In the view of the authority, the decision to affix tax stamps to all imported or locally produced textiles would protect the ailing textile industry from imminent collapse.

This can be achieved by first ensuring that only textiles with the tax stamps are allowed on the market.

Anything short of this renders such textiles illegal to be sold on the local market.

With this, red tax stamps are zero-rated, meaning they are exempted from paying for the tax stamps.

They will be affixed only to textiles and wax prints produced in the country.

The green tax stamps will be affixed to imported textile products, which will pay the value for the excise tax stamps, while the blue tax stamps are for goods in transit and textiles in stock before the implementation started.

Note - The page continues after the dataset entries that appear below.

/// Entity models and their row transformers
///
/// Every persisted entity exists in two shapes:
///
/// - **Row shape** (`XRow`): flat snake_case columns as stored by the row
///   store. Nullable columns are `Option<T>` and serialize as `null`, so the
///   key is always present.
/// - **Model shape** (`X`): camelCase record used by application code.
///   Optional fields are `Option<T>` and are omitted from JSON when absent.
///
/// `impl From<XRow> for X` and `impl From<X> for XRow` are the transformers.
/// They are pure field moves; malformed input fails earlier, when the raw
/// JSON row is decoded into `XRow` (see [`decode_row`]).
///
/// Creation payloads (`NewX`) and partial updates (`XPatch`) are accepted in
/// model shape and serialize straight into row shape. Patch fields for
/// nullable columns are tri-state: missing (unchanged), `null` (cleared) or
/// a value.
///
/// # Example
///
/// ```
/// use vena_shared::models::client::{Client, ClientRow};
///
/// let row: ClientRow = serde_json::from_value(serde_json::json!({
///     "id": "c-1",
///     "name": "Ana",
///     "email": "ana@x.com",
///     "phone": "0811",
///     "whatsapp": null,
///     "instagram": null,
///     "client_type": "Langsung",
///     "since": "2024-01-01",
///     "status": "active",
///     "last_contact": "2024-01-01T00:00:00Z",
///     "portal_access_id": "p-1",
///     "created_at": "2024-01-01T00:00:00Z"
/// }))
/// .unwrap();
///
/// let client = Client::from(row);
/// assert!(client.whatsapp.is_none());
/// ```

pub mod asset;
pub mod client;
pub mod contract;
pub mod feedback;
pub mod finance;
pub mod lead;
pub mod notification;
pub mod package;
pub mod profile;
pub mod project;
pub mod promo_code;
pub mod social;
pub mod sop;
pub mod team;
pub mod user;

use crate::store::{StoreError, StoreResult, Table};
use serde::de::DeserializeOwned;
use serde::{Deserialize, Deserializer, Serialize};
use serde_json::{Map, Value as JsonValue};
use validator::Validate;

pub use asset::Asset;
pub use client::Client;
pub use contract::Contract;
pub use feedback::ClientFeedback;
pub use finance::{Card, FinancialPocket, Transaction};
pub use lead::Lead;
pub use notification::Notification;
pub use package::{AddOn, Package};
pub use profile::Profile;
pub use project::Project;
pub use promo_code::PromoCode;
pub use social::SocialMediaPost;
pub use sop::Sop;
pub use team::{RewardLedgerEntry, TeamMember, TeamPaymentRecord, TeamProjectPayment};
pub use user::{User, UserRole};

/// A JSON object as exchanged with the row store
pub type RowMap = Map<String, JsonValue>;

/// Contract shared by every collection entity
///
/// Ties the model to its row shape, creation and patch payloads, the table
/// it lives in, and its slot in [`Collections`].
pub trait Entity: Clone + PartialEq + Serialize + DeserializeOwned + Send + Sync + 'static {
    /// Row shape of this entity
    type Row: Serialize + DeserializeOwned + From<Self> + Into<Self> + Send;

    /// Creation payload (model shape in, row shape out)
    type New: Serialize + DeserializeOwned + Validate + Send + Sync;

    /// Partial update payload (model shape in, row shape out)
    type Patch: Serialize + DeserializeOwned + Send + Sync;

    /// Table this entity is persisted in
    const TABLE: Table;

    /// Opaque identifier
    fn id(&self) -> &str;

    /// This entity's collection inside a set of collections
    fn collection(set: &Collections) -> &Vec<Self>;

    /// Mutable access to this entity's collection
    fn collection_mut(set: &mut Collections) -> &mut Vec<Self>;
}

/// Every entity collection, in model shape
///
/// The profile is a singleton and is held separately by its owners.
#[derive(Debug, Clone, Default, PartialEq, Serialize, Deserialize)]
#[serde(rename_all = "camelCase")]
pub struct Collections {
    pub clients: Vec<Client>,
    pub projects: Vec<Project>,
    pub team_members: Vec<TeamMember>,
    pub transactions: Vec<Transaction>,
    pub cards: Vec<Card>,
    pub pockets: Vec<FinancialPocket>,
    pub leads: Vec<Lead>,
    pub packages: Vec<Package>,
    pub add_ons: Vec<AddOn>,
    pub assets: Vec<Asset>,
    pub contracts: Vec<Contract>,
    pub client_feedback: Vec<ClientFeedback>,
    pub notifications: Vec<Notification>,
    pub social_media_posts: Vec<SocialMediaPost>,
    pub promo_codes: Vec<PromoCode>,
    pub sops: Vec<Sop>,
    pub team_project_payments: Vec<TeamProjectPayment>,
    pub team_payment_records: Vec<TeamPaymentRecord>,
    pub reward_ledger_entries: Vec<RewardLedgerEntry>,
}

impl Collections {
    /// Number of records held for `table` (0 for the profile table)
    pub fn len_of(&self, table: Table) -> usize {
        match table {
            Table::Profiles => 0,
            Table::Clients => self.clients.len(),
            Table::Projects => self.projects.len(),
            Table::TeamMembers => self.team_members.len(),
            Table::Transactions => self.transactions.len(),
            Table::Cards => self.cards.len(),
            Table::FinancialPockets => self.pockets.len(),
            Table::Leads => self.leads.len(),
            Table::Packages => self.packages.len(),
            Table::AddOns => self.add_ons.len(),
            Table::Assets => self.assets.len(),
            Table::Contracts => self.contracts.len(),
            Table::ClientFeedback => self.client_feedback.len(),
            Table::Notifications => self.notifications.len(),
            Table::SocialMediaPosts => self.social_media_posts.len(),
            Table::PromoCodes => self.promo_codes.len(),
            Table::Sops => self.sops.len(),
            Table::TeamProjectPayments => self.team_project_payments.len(),
            Table::TeamPaymentRecords => self.team_payment_records.len(),
            Table::RewardLedgerEntries => self.reward_ledger_entries.len(),
        }
    }
}

/// Decodes a raw row into a model
///
/// A row that does not match the row schema is an upstream defect and is
/// reported as [`StoreError::Decode`].
pub fn decode_row<E: Entity>(raw: RowMap) -> StoreResult<E> {
    decode_as::<E::Row>(E::TABLE, raw).map(Into::into)
}

/// Decodes a raw row into any row-shaped type
pub fn decode_as<T: DeserializeOwned>(table: Table, raw: RowMap) -> StoreResult<T> {
    serde_json::from_value(JsonValue::Object(raw)).map_err(|source| StoreError::Decode {
        table: table.name(),
        source,
    })
}

/// Serializes a row-shaped value into a JSON object
pub fn encode_row<T: Serialize>(table: Table, value: &T) -> StoreResult<RowMap> {
    match serde_json::to_value(value) {
        Ok(JsonValue::Object(map)) => Ok(map),
        Ok(other) => Err(StoreError::Encode(format!(
            "{} payload must encode to an object, got {}",
            table.name(),
            other
        ))),
        Err(err) => Err(StoreError::Encode(format!("{}: {}", table.name(), err))),
    }
}

/// Row shape of a model, as a JSON object
pub fn model_to_row<E: Entity>(model: &E) -> StoreResult<RowMap> {
    encode_row(E::TABLE, &E::Row::from(model.clone()))
}

/// Applies a row-shaped patch to a model by merging through the row shape
///
/// Used where no persistence boundary performs the merge (local state).
pub fn merge_patch<E: Entity>(model: &E, patch: &E::Patch) -> StoreResult<E> {
    let mut row = model_to_row(model)?;
    for (column, value) in encode_row(E::TABLE, patch)? {
        row.insert(column, value);
    }
    decode_row(row)
}

/// Deserializes a present field as `Some(value)`, including `null` as `Some(None)`
///
/// Pair with `#[serde(default)]` so a missing field stays `None`.
pub fn nullable<'de, T, D>(deserializer: D) -> Result<Option<Option<T>>, D::Error>
where
    T: Deserialize<'de>,
    D: Deserializer<'de>,
{
    Option::<T>::deserialize(deserializer).map(Some)
}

The GRA and its stakeholders, including the Ministry of Trade and Industry, believe the measure would give a new lease on life to the local textile industry and help to create more jobs.

As a measure to ensure compliance with the policy, the GRA said enforcement at the points of sale would begin on January 2, next year.

The decision to implement the tax stamp policy comes almost five years after the government first took the decision to implement the intervention to curb smuggling, piracy and dumping of fake products on the local market.

On September 9, 2019, the government and stakeholders in the textile industry agreed on a roadmap for the implementation of the policy within two weeks. 

The roadmap was arrived at when the Minister of Trade and Industry at the time, Alan Kyerematen, held a meeting with the stakeholders in the sector in Accra on Friday, September 6, 2019.

However, the roadmap for implementation has not been followed through, despite calls by the Textiles, Garment and Leather Workers Union (TGLEU) for its implementation. 

The Daily Graphic is happy that after over five years of being put on ice, the GRA has taken a bold step to implement the tax stamp policy.

We are, however, concerned about the policy because the once vibrant textile industry is suffocating from the influx of pirated fabrics on the local market, a situation that has been aggravated by high cost of production and weak enforcement of the anti-piracy measures.

The country once had a vibrant textile industry with 16 large companies that employed some 25,000 people and accounted for 27 per cent of total manufacturing employment in 1977.

However, the industry deteriorated such that by 2005, many of the textile companies had folded up, with only four currently existing.

The Akosombo Textiles Limited (ATL), Text Styles Ghana Limited, formerly known as GTP, Volta Star Textile Limited and Printext have less than 3,000 workers in all.

It is within this context that the Daily Graphic supports the move by the GRA to enforce the tax stamp policy to help revive the textile industry.

We call on the GRA to go all out to implement this intervention and ensure that it does not become another lip service.

The Daily Graphic is aware that the task force set up in 2010 to crack down on pirated textiles products in the local markets, included personnel from the security agencies, the GRA and the Ghana Union of Traders Association (GUTA).

The task force was set up in compliance with the World Trade Organisation’s Trade-Related Aspects of Intellectual Property Rights (TRIPs) Agreement, which mandates governments not to allow goods that have been infringed to enter the channel of commerce and also not to allow the re-exportation of such goods.

It is worrying that after almost 13 years, the anti-textile piracy task force has been in coma, in spite of calls by industry players for it to be active. 

It is the belief of the Daily Graphic that the time is now ripe to reconstitute the task force to police the implementation to ensure its utmost success.

As has always been our contribution, the Daily Graphic will support the drive with educational information, follow-ups and pointers that will help the GRA and its partners to execute this all-important policy to perfection.

This is grounded on the fact that the textile industry and local companies will return to winning ways and create more jobs when given the needed attention.